Еще более сомнителен Пейдж с тезисом о том, что России при поддержке мировой общественности стоит махнуть рукой на демократию. При всей своей «азиатской роже» - о чем, фактически, и написана статья – Россия смотрела и будет смотреть на Запад и никогда не прекратит это делать. В одинаковом выигрыше от этого, кстати, и Россия, и Запад. Собственно, Россия без демократии, пусть трижды по-сурковски суверенной – это главный кошмар Запада, им самим простодушно не осознаваемый: такой поворот автоматически подразумевает приход к власти националистов-изоляционистов, а они уж будут куда более свободно крутить газовый вентиль, бряцать атомными бомбами и брататься с Ираном. Разочарование оттого, что мы не смогли за десять лет стать очень большой Германией или Францией, конечно, можно понять, хотя оно и крайне идиотское.
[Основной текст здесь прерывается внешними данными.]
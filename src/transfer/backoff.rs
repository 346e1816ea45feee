//! Backoff policy and clock for the try-lock strategy
//!
//! The clock is injectable so tests drive retries on virtual time instead
//! of wall-clock sleeps.

use std::time::{Duration, Instant};

use rand::Rng;
use serde::{Deserialize, Serialize};

use super::cancel::CancelToken;

/// Default retry budget for the try-lock strategy
pub const DEFAULT_MAX_RETRIES: u32 = 1000;

#[derive(Debug, Clone, Copy, PartialEq, Eq, Serialize, Deserialize)]
#[serde(rename_all = "snake_case")]
pub enum BackoffKind {
    /// Same delay every round
    Fixed,
    /// Delay doubles every round up to `max_delay`
    Exponential,
}

/// How long to wait between try-lock rounds and when to give up.
#[derive(Debug, Clone, PartialEq, Eq)]
pub struct BackoffPolicy {
    pub kind: BackoffKind,
    pub initial_delay: Duration,
    pub max_delay: Duration,
    /// `None` retries until cancelled (or the deadline passes)
    pub max_retries: Option<u32>,
    /// Wall time budget measured from the first attempt
    pub deadline: Option<Duration>,
    /// Draw each delay uniformly from `[delay / 2, delay]`
    pub jitter: bool,
}

impl Default for BackoffPolicy {
    fn default() -> Self {
        Self {
            kind: BackoffKind::Exponential,
            initial_delay: Duration::from_micros(50),
            max_delay: Duration::from_millis(10),
            max_retries: Some(DEFAULT_MAX_RETRIES),
            deadline: None,
            jitter: true,
        }
    }
}

impl BackoffPolicy {
    pub fn fixed(delay: Duration) -> Self {
        Self {
            kind: BackoffKind::Fixed,
            initial_delay: delay,
            max_delay: delay,
            jitter: false,
            ..Default::default()
        }
    }

    pub fn with_max_retries(mut self, max_retries: Option<u32>) -> Self {
        self.max_retries = max_retries;
        self
    }

    pub fn with_deadline(mut self, deadline: Option<Duration>) -> Self {
        self.deadline = deadline;
        self
    }

    pub fn with_jitter(mut self, jitter: bool) -> Self {
        self.jitter = jitter;
        self
    }

    /// Upper bound of the delay before retry number `retry` (1-based).
    pub fn base_delay(&self, retry: u32) -> Duration {
        match self.kind {
            BackoffKind::Fixed => self.initial_delay,
            BackoffKind::Exponential => {
                let shift = retry.saturating_sub(1).min(31);
                self.initial_delay
                    .checked_mul(1u32 << shift)
                    .unwrap_or(self.max_delay)
                    .min(self.max_delay)
            }
        }
    }

    /// Delay to sleep before retry number `retry` (1-based).
    pub fn delay_for(&self, retry: u32) -> Duration {
        let base = self.base_delay(retry);
        if !self.jitter || base.is_zero() {
            return base;
        }
        let nanos = base.as_nanos().min(u64::MAX as u128) as u64;
        Duration::from_nanos(rand::thread_rng().gen_range(nanos / 2..=nanos))
    }

    /// True once `retries` rounds or `elapsed` time exceed the budget.
    pub fn is_exhausted(&self, retries: u32, elapsed: Duration) -> bool {
        self.max_retries.is_some_and(|max| retries >= max)
            || self.deadline.is_some_and(|deadline| elapsed >= deadline)
    }
}

/// Time source and sleeper used between try-lock rounds.
pub trait BackoffClock: Send + Sync {
    fn now(&self) -> Instant;

    /// Sleep for `duration`; returns `false` if `cancel` fired first.
    fn sleep(&self, duration: Duration, cancel: &CancelToken) -> bool;
}

/// Real time: sleeps on the cancel token's condition variable.
#[derive(Debug, Default, Clone, Copy)]
pub struct SystemClock;

impl BackoffClock for SystemClock {
    fn now(&self) -> Instant {
        Instant::now()
    }

    fn sleep(&self, duration: Duration, cancel: &CancelToken) -> bool {
        cancel.sleep(duration)
    }
}

#[cfg(test)]
mod tests {
    use super::*;

    #[test]
    fn test_fixed_delay() {
        let policy = BackoffPolicy::fixed(Duration::from_millis(10));
        assert_eq!(policy.delay_for(1), Duration::from_millis(10));
        assert_eq!(policy.delay_for(50), Duration::from_millis(10));
    }

    #[test]
    fn test_exponential_delay_is_capped() {
        let policy = BackoffPolicy::default().with_jitter(false);
        assert_eq!(policy.delay_for(1), Duration::from_micros(50));
        assert_eq!(policy.delay_for(2), Duration::from_micros(100));
        assert_eq!(policy.delay_for(3), Duration::from_micros(200));
        assert_eq!(policy.delay_for(20), Duration::from_millis(10));
        assert_eq!(policy.delay_for(u32::MAX), Duration::from_millis(10));
    }

    #[test]
    fn test_jitter_stays_in_range() {
        let policy = BackoffPolicy::default();
        for retry in 1..30 {
            let base = policy.base_delay(retry);
            let delay = policy.delay_for(retry);
            assert!(delay <= base);
            assert!(delay >= base / 2);
        }
    }

    #[test]
    fn test_retry_budget() {
        let policy = BackoffPolicy::default().with_max_retries(Some(3));
        assert!(!policy.is_exhausted(2, Duration::ZERO));
        assert!(policy.is_exhausted(3, Duration::ZERO));

        let unbounded = BackoffPolicy::default().with_max_retries(None);
        assert!(!unbounded.is_exhausted(u32::MAX, Duration::from_secs(3600)));
    }

    #[test]
    fn test_deadline_budget() {
        let policy = BackoffPolicy::default()
            .with_max_retries(None)
            .with_deadline(Some(Duration::from_millis(100)));
        assert!(!policy.is_exhausted(1_000_000, Duration::from_millis(99)));
        assert!(policy.is_exhausted(1, Duration::from_millis(100)));
    }

    #[test]
    fn test_system_clock_honours_cancel() {
        let clock = SystemClock;
        let token = CancelToken::new();
        assert!(clock.sleep(Duration::from_millis(1), &token));
        token.cancel();
        assert!(!clock.sleep(Duration::from_secs(10), &token));
    }
}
Демократические институты складывались на Западе многие столетия, еще полтора века назад нынешние политические системы Европы вообще давали избирательное право от силы трем-четырем процентам населения.
Нетерпеливость Запада сильно смахивает на нетерпимость. Русские сами по себе вызывают страх и недоверие. Иначе не объяснишь, почему Запад не втягивал Россию в Европу, а только придумывал ей новые заслоны. Причем происходило это вовсе не при кровавом диктаторе Путине, а при рождественском дедушке Ельцине, вызывающем сейчас сплошное умиление. Беспрецедентная и безоговорочная открытость России «цивилизованному миру» на протяжении почти всех девяностых годов породила на Западе высокомерное раздражение пополам с брезгливым торжеством. Русские западники ельцинского призыва еще и оттого впали в такое ничтожество, что все их действия приводили к результатам, противоположным ожидаемым, не внутри, а именно вовне - они, как Аполлон, который гнался за Дафной, простирали к Европе влюбленные руки, а та с ужасом, с отвращением от них отворачивалась.
А теперь удовлетворенно отмечает: «Россия не демократия. И не хочет ею быть».
И все же один упрек Пейджа следует принять: пока Россия не способна вложить свои нефтяные деньги в себя саму. Такая мысль принципиальной новизной не блещет, однако стороннее и независимое свидетельство всегда полезно. Статья Times, в сущности, подтверждает: сейчас для России задачей №1 является конвертировать свежий статус сверхдержавы в реальное улучшение жизни для максимального числа граждан. Очевидно, что решать такую задачу можно будет, только перевалив за 2008-й – как бы ни раздражала Запад подобная расчетливость. Однако после этого за структурные перемены придется браться всерьез – в противном случае не только демократия, но и сверхдержавность кончится, едва родившись.